OpenAI is in the headlines again, however, this time it’s sensitive. A research group has detected a security hole in OpenAI's account validation process that permitted anyone to acquire an almost infinite amount of free credits for the company's services. In fact, that could be pulled off just by registering new accounts via the same phone number. In other news, Siemens’ ICS products meant for the energy sector were affected by a critical bug that could potentially be exploited to gain complete root access to the targeted device without any prior authentication. Such attacks may lead to catastrophic outcomes, including the disruption of power grids.

Sentinel Labs has issued a warning regarding a North Korean cybercriminal group that is infecting research centers, universities, think tanks, and government organizations in Europe, Asia, and the U.S., via its enhanced reconnaissance malware - ReconShark.

Top Breaches Reported in the Last 24 Hours

Thousands of patients impacted at UU

University Urology (UU) of New York announced suffering a breach earlier this month after discovering suspicious activity in its network. The incident affected the protected health information of 56,816 patients that includes personal details (such as full names, addresses, birthdates, credentials) and medical information such as diagnosis, tests, treatment, prescriptions, insurance policy details, subscriber identification, and health plan beneficiary.

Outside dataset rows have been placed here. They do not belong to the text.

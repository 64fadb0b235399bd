//! Main playback engine.

use alloc::vec;
use alloc::vec::Vec;

use qs_ir::{tick_length, Song, CHANNEL_COUNT};

use crate::channel::ChannelState;
use crate::filter::FilterState;
use crate::mixer::mix;
use crate::sequencer::{Position, Sequencer};

/// Default output sample rate.
pub const DEFAULT_SAMPLE_RATE: u32 = 44100;

/// The playback engine: sequencer, voices and shared filter.
pub struct Engine {
    /// The song being played
    song: Song,
    /// Audio sample rate (e.g., 44100)
    sample_rate: u32,
    /// Samples per tick
    tick_length: u32,
    /// Sample counter within the current tick
    sample_counter: u32,
    sequencer: Sequencer,
    channels: [ChannelState; CHANNEL_COUNT],
    filter: FilterState,
}

impl Engine {
    /// Create a new engine for the given song.
    pub fn new(song: Song, sample_rate: u32) -> Self {
        Self {
            song,
            sample_rate,
            tick_length: tick_length(sample_rate).max(1),
            sample_counter: 0,
            sequencer: Sequencer::new(),
            channels: Default::default(),
            filter: FilterState::new(sample_rate),
        }
    }

    pub fn sample_rate(&self) -> u32 {
        self.sample_rate
    }

    /// Move to a new output rate, keeping the song position.
    ///
    /// Sounding voices are re-pitched and the current tick restarts.
    pub fn set_sample_rate(&mut self, sample_rate: u32) {
        if sample_rate == self.sample_rate {
            return;
        }
        self.sample_rate = sample_rate;
        self.tick_length = tick_length(sample_rate).max(1);
        self.sample_counter = 0;
        self.filter.set_sample_rate(sample_rate);
        for chan in &mut self.channels {
            if chan.note != 0 {
                chan.set_note(chan.note, sample_rate);
            }
        }
    }

    /// Samples per sequencer tick.
    pub fn tick_length(&self) -> u32 {
        self.tick_length
    }

    pub fn song(&self) -> &Song {
        &self.song
    }

    /// Mutable access for editing. Changes are picked up on the next tick.
    pub fn song_mut(&mut self) -> &mut Song {
        &mut self.song
    }

    /// Replace the song and reset playback state.
    pub fn set_song(&mut self, song: Song) -> Song {
        let old = core::mem::replace(&mut self.song, song);
        self.reset();
        old
    }

    /// Fill `out` with PCM samples.
    ///
    /// The sequencer ticks exactly once every `tick_length` samples no
    /// matter how the requests are sliced.
    pub fn fill_buffer(&mut self, out: &mut [i16]) {
        #[cfg(feature = "alloc_check")]
        assert_no_alloc::assert_no_alloc(|| self.fill(out));
        #[cfg(not(feature = "alloc_check"))]
        self.fill(out);
    }

    fn fill(&mut self, mut out: &mut [i16]) {
        while !out.is_empty() {
            if self.sample_counter == 0 {
                self.sequencer.tick(&self.song, &mut self.channels, &mut self.filter, self.sample_rate);
            }
            let len = ((self.tick_length - self.sample_counter) as usize).min(out.len());
            let (chunk, rest) = out.split_at_mut(len);
            mix(&mut self.channels, &mut self.filter, chunk);
            self.sample_counter += len as u32;
            if self.sample_counter >= self.tick_length {
                self.sample_counter = 0;
            }
            out = rest;
        }
    }

    /// Render `samples` samples into a new buffer.
    pub fn render(&mut self, samples: usize) -> Vec<i16> {
        let mut out = vec![0; samples];
        self.fill_buffer(&mut out);
        out
    }

    /// Start playback.
    pub fn play(&mut self) {
        self.sequencer.playing = true;
    }

    /// Stop advancing and silence every voice, keeping the position.
    pub fn pause(&mut self) {
        self.sequencer.playing = false;
        for chan in &mut self.channels {
            chan.silence();
        }
        self.filter.reset_dsp();
    }

    /// Pause and return to the first row. The block is kept when block
    /// loop is on.
    pub fn stop(&mut self) {
        self.pause();
        self.sequencer.rewind();
        self.filter.unbind();
    }

    /// Stop and start over from block 0 with fresh voice state.
    pub fn reset(&mut self) {
        self.stop();
        self.sequencer.position = Position::default();
        for chan in &mut self.channels {
            let active = chan.active;
            *chan = ChannelState::new();
            chan.active = active;
        }
        self.filter = FilterState::new(self.sample_rate);
        self.sample_counter = 0;
    }

    /// Is playback active?
    pub fn is_playing(&self) -> bool {
        self.sequencer.playing
    }

    /// Get the current playback position.
    pub fn position(&self) -> Position {
        self.sequencer.position
    }

    pub fn row(&self) -> usize {
        self.sequencer.position.row
    }

    pub fn block(&self) -> usize {
        self.sequencer.position.block
    }

    /// Jump to a block. Out-of-range blocks restart the table on the next row.
    pub fn set_block(&mut self, block: usize) {
        self.sequencer.position.block = block;
    }

    pub fn block_loop(&self) -> bool {
        self.sequencer.block_loop
    }

    pub fn set_block_loop(&mut self, block_loop: bool) {
        self.sequencer.block_loop = block_loop;
    }

    pub fn is_channel_active(&self, channel: usize) -> bool {
        self.channels.get(channel).is_some_and(|c| c.active)
    }

    /// Mute or unmute a channel. Muted channels keep running silently.
    pub fn set_channel_active(&mut self, channel: usize, active: bool) {
        if let Some(chan) = self.channels.get_mut(channel) {
            chan.active = active;
        }
    }

    pub fn channel(&self, channel: usize) -> Option<&ChannelState> {
        self.channels.get(channel)
    }

    pub fn channels(&self) -> &[ChannelState; CHANNEL_COUNT] {
        &self.channels
    }

    pub fn filter(&self) -> &FilterState {
        &self.filter
    }
}

#[cfg(test)]
mod tests {
    use super::*;
    use crate::envelope::EnvelopeStage;

    fn playing_demo() -> Engine {
        let mut engine = Engine::new(Song::demo(), DEFAULT_SAMPLE_RATE);
        engine.play();
        engine
    }

    #[test]
    fn new_engine_is_stopped_at_start() {
        let engine = Engine::new(Song::demo(), DEFAULT_SAMPLE_RATE);
        assert!(!engine.is_playing());
        assert_eq!(engine.position(), Position::default());
        assert_eq!(engine.tick_length(), 882);
        assert!((0..CHANNEL_COUNT).all(|c| engine.is_channel_active(c)));
        assert!(!engine.is_channel_active(CHANNEL_COUNT));
    }

    #[test]
    fn demo_song_makes_sound() {
        let mut engine = playing_demo();
        let out = engine.render(DEFAULT_SAMPLE_RATE as usize / 2);
        assert!(out.iter().any(|&s| s != 0));
    }

    #[test]
    fn sequencer_ticks_once_per_tick_length() {
        let mut engine = playing_demo();
        let tick = engine.tick_length() as usize;
        let tempo = engine.song().tempo as usize;
        engine.render(tick * (tempo - 1));
        assert_eq!(engine.row(), 0);
        engine.render(1);
        assert_eq!(engine.row(), 1);
    }

    #[test]
    fn chunked_fill_matches_single_fill() {
        let total = 882 * 7 + 123;
        let mut whole = playing_demo();
        let expected = whole.render(total);

        let mut chunked = playing_demo();
        let mut got = Vec::new();
        for size in [1usize, 881, 2, 1000, 64].iter().cycle() {
            let remaining = total - got.len();
            if remaining == 0 {
                break;
            }
            got.extend(chunked.render((*size).min(remaining)));
        }
        assert_eq!(got, expected);
    }

    #[test]
    fn pause_silences_voices_and_keeps_position() {
        let mut engine = playing_demo();
        engine.render(882 * 13);
        let position = engine.position();
        engine.pause();
        assert!(!engine.is_playing());
        assert_eq!(engine.position(), position);
        for chan in engine.channels() {
            assert!(!chan.gate);
            assert_eq!(chan.envelope.level(), 0);
            assert_eq!(chan.envelope.stage(), EnvelopeStage::Release);
        }
    }

    #[test]
    fn stop_rewinds_and_releases_filter() {
        let mut engine = playing_demo();
        engine.render(882 * 13);
        assert!(engine.filter().is_bound());
        engine.stop();
        assert_eq!(engine.position(), Position::default());
        assert!(!engine.filter().is_bound());
        assert!(engine.channels().iter().all(|c| !c.gate));
    }

    #[test]
    fn stop_keeps_block_when_looping() {
        let mut song = Song::demo();
        song.push_block([1, 0, 0, 0]).unwrap();
        let mut engine = Engine::new(song, DEFAULT_SAMPLE_RATE);
        engine.set_block(1);
        engine.set_block_loop(true);
        engine.play();
        engine.render(882 * 40);
        engine.stop();
        assert_eq!(engine.block(), 1);
        assert_eq!(engine.row(), 0);
    }

    #[test]
    fn reset_restores_reproducible_output() {
        let mut engine = playing_demo();
        let first = engine.render(882 * 20);
        engine.reset();
        engine.play();
        let second = engine.render(882 * 20);
        assert_eq!(first, second);
    }

    #[test]
    fn reset_keeps_mute_switches() {
        let mut engine = playing_demo();
        engine.set_channel_active(2, false);
        engine.reset();
        assert!(!engine.is_channel_active(2));
        assert!(engine.is_channel_active(0));
    }

    #[test]
    fn muted_demo_is_silent() {
        let mut engine = playing_demo();
        engine.set_channel_active(0, false);
        let out = engine.render(882 * 30);
        assert!(out.iter().all(|&s| s == 0));
    }

    #[test]
    fn sample_rate_change_keeps_position() {
        let mut engine = playing_demo();
        engine.render(882 * 13);
        let position = engine.position();
        engine.set_sample_rate(48000);
        assert_eq!(engine.sample_rate(), 48000);
        assert_eq!(engine.tick_length(), 960);
        assert_eq!(engine.block(), position.block);
        assert_eq!(engine.row(), position.row);
        for chan in engine.channels().iter().filter(|c| c.note != 0 && c.effect == 0) {
            assert_eq!(chan.oscillator.freq, crate::note_to_increment(chan.note, 48000));
        }
    }

    #[test]
    fn last_filtered_instrument_owns_the_single_filter_slot() {
        let mut engine = playing_demo();
        // Row 0 of the demo track triggers the kick.
        engine.render(1);
        assert_eq!(engine.filter().instrument, 2);
        // Row 2 triggers the bass, which takes over the shared filter.
        engine.render(882 * 10);
        assert_eq!(engine.filter().instrument, 1);
    }
}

Top Malware Reported in the Last 24 Hours

ReconShark gets an upgrade

North Korean hacking group Kimsuky is distributing a new version of its reconnaissance malware called ReconShark. The cyberespionage campaign involves sending emails containing a link to a password-protected doc hosted on Microsoft OneDrive. The malware utilizes Windows Management Instrumentation (WMI) to gather a range of data from infected machines, including but not limited to running processes and battery information. Additionally, the malware can detect the presence of security software on the target system.

Major fraud via web inject kit

Experts at Cleafy disclosed nearly a four-year-long online fraud campaign that infected Windows systems in organizations using drIBAN, a web inject kit. Criminals attempted to alter legitimate banking transfers by changing the beneficiary details and redirecting the funds to their accounts. The web inject kit allows fraudsters to bypass identity verification mechanisms, such as MFA and SCA, adopted by banks.

Top Vulnerabilities Reported in the Last 24 Hours

ICS vulnerability in Siemens products

A high-severity flaw was reported in Siemens’ ICS devices deployed in the energy sector. The flaw, identified as CVE-2023-28489, affects the CPCI85 firmware of Sicam A8000 CP-8031 and CP-8050 products. If abused, a remote attacker could run arbitrary code on compromised systems. These vulnerable products are Remote Terminal Units (RTUs) essentially created for telecontrol and automation in the energy supply sector, with a focus on substations.

OpenAI unlimited credit flaw

The account validation process for artificial intelligence company OpenAI contained a vulnerability that could be bypassed for free, unlimited credits for the company's services. It could be made possible through a catch-all email account on a private domain and by exploiting the vulnerability present in the phone number verification process. To mitigate the risk, the company simply mandated the email and phone number validation mechanism.

**Multiple bugs in Azure API Management **

Cloud security firm Ermetic uncovered three security issues in the Microsoft Azure API Management service: two server-side request forgery (SSRF) bugs and one file upload path traversal flaw. Successful abuse of the flaws could allow an adversary to potentially gain access to internal Azure assets, evade web application firewalls, initiate a DoS attack, and upload malevolent files to internal servers.